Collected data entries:
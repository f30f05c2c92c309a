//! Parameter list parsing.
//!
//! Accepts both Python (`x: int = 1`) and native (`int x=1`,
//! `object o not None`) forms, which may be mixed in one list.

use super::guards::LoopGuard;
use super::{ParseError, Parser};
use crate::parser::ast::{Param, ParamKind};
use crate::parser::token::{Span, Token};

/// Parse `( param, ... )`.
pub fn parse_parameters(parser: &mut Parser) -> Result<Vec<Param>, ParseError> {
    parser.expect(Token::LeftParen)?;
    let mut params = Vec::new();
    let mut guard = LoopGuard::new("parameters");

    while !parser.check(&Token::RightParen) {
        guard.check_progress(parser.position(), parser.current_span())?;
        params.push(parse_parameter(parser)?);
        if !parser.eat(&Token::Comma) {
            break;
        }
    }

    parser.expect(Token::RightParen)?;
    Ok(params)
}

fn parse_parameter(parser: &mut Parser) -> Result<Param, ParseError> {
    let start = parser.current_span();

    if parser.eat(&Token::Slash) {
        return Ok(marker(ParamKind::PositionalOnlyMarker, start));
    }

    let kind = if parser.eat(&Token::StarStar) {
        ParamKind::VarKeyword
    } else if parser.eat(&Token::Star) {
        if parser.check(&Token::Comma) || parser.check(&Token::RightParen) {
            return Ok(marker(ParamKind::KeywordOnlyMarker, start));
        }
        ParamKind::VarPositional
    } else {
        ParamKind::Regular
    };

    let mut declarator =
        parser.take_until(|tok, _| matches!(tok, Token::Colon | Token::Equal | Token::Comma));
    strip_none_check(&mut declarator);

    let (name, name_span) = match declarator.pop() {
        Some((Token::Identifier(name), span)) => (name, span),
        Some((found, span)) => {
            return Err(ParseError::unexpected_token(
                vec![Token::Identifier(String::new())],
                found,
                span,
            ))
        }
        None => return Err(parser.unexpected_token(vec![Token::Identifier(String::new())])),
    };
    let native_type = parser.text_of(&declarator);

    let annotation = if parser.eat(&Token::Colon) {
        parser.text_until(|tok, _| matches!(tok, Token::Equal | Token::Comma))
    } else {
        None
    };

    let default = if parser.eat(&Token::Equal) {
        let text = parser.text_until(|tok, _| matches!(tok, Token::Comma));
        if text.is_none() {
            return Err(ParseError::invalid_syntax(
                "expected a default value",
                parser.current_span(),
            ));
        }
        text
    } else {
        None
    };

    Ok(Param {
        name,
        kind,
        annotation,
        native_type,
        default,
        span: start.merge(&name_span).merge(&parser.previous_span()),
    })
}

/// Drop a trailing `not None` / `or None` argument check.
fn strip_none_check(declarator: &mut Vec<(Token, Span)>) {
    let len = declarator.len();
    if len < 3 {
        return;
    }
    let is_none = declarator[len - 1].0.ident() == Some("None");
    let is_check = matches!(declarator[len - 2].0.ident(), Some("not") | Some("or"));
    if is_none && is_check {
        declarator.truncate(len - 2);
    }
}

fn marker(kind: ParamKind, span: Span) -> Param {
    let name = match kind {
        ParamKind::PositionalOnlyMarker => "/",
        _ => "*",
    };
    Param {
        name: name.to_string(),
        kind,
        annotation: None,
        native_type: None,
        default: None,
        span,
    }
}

EXERCISE PROMPT ▸ Where a line above contains the word "PositionalOnlyMarker", show that line.

WRITTEN ANSWER ▸
        return Ok(marker(ParamKind::PositionalOnlyMarker, start));
        ParamKind::PositionalOnlyMarker => "/",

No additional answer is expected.